Exercise details: Please return the material exactly; leave no entry out.

Data supplied:
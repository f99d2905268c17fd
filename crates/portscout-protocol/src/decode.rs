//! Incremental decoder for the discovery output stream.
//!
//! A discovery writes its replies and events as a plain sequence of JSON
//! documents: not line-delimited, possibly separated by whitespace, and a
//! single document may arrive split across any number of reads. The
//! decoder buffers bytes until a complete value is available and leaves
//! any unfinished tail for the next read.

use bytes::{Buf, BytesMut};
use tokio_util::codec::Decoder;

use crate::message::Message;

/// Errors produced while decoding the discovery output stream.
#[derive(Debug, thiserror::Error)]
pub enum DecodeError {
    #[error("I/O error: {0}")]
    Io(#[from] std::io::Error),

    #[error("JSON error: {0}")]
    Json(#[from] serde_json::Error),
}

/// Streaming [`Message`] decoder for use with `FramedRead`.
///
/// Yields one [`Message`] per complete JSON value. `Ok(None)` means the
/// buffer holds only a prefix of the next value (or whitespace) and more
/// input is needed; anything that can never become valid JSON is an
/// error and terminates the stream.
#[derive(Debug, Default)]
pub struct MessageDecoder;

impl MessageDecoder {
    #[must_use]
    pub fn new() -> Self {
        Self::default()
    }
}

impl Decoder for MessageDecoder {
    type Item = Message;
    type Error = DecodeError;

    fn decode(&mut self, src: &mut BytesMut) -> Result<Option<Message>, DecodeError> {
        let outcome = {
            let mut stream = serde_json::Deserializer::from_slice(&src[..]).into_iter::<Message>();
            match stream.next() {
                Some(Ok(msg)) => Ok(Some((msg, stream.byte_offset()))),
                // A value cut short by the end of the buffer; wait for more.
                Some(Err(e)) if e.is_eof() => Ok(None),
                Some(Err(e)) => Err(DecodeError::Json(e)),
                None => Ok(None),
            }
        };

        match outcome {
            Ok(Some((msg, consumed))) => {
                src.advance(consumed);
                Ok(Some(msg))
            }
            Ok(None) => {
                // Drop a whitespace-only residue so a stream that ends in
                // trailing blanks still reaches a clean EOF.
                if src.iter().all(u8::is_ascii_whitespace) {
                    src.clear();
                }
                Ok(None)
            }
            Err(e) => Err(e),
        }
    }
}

Result of this exercise:
repository f99d2905268c17fd
filename crates/portscout-protocol/src/decode.rs
//! Incremental decoder for the discovery output stream.
//!
//! A discovery writes its replies and events as a plain sequence of JSON
//! documents: not line-delimited, possibly separated by whitespace, and a
//! single document may arrive split across any number of reads. The
//! decoder buffers bytes until a complete value is available and leaves
//! any unfinished tail for the next read.

use bytes::{Buf, BytesMut};
use tokio_util::codec::Decoder;

use crate::message::Message;

/// Errors produced while decoding the discovery output stream.
#[derive(Debug, thiserror::Error)]
pub enum DecodeError {
    #[error("I/O error: {0}")]
    Io(#[from] std::io::Error),

    #[error("JSON error: {0}")]
    Json(#[from] serde_json::Error),
}

/// Streaming [`Message`] decoder for use with `FramedRead`.
///
/// Yields one [`Message`] per complete JSON value. `Ok(None)` means the
/// buffer holds only a prefix of the next value (or whitespace) and more
/// input is needed; anything that can never become valid JSON is an
/// error and terminates the stream.
#[derive(Debug, Default)]
pub struct MessageDecoder;

impl MessageDecoder {
    #[must_use]
    pub fn new() -> Self {
        Self::default()
    }
}

impl Decoder for MessageDecoder {
    type Item = Message;
    type Error = DecodeError;

    fn decode(&mut self, src: &mut BytesMut) -> Result<Option<Message>, DecodeError> {
        let outcome = {
            let mut stream = serde_json::Deserializer::from_slice(&src[..]).into_iter::<Message>();
            match stream.next() {
                Some(Ok(msg)) => Ok(Some((msg, stream.byte_offset()))),
                // A value cut short by the end of the buffer; wait for more.
                Some(Err(e)) if e.is_eof() => Ok(None),
                Some(Err(e)) => Err(DecodeError::Json(e)),
                None => Ok(None),
            }
        };

        match outcome {
            Ok(Some((msg, consumed))) => {
                src.advance(consumed);
                Ok(Some(msg))
            }
            Ok(None) => {
                // Drop a whitespace-only residue so a stream that ends in
                // trailing blanks still reaches a clean EOF.
                if src.iter().all(u8::is_ascii_whitespace) {
                    src.clear();
                }
                Ok(None)
            }
            Err(e) => Err(e),
        }
    }
}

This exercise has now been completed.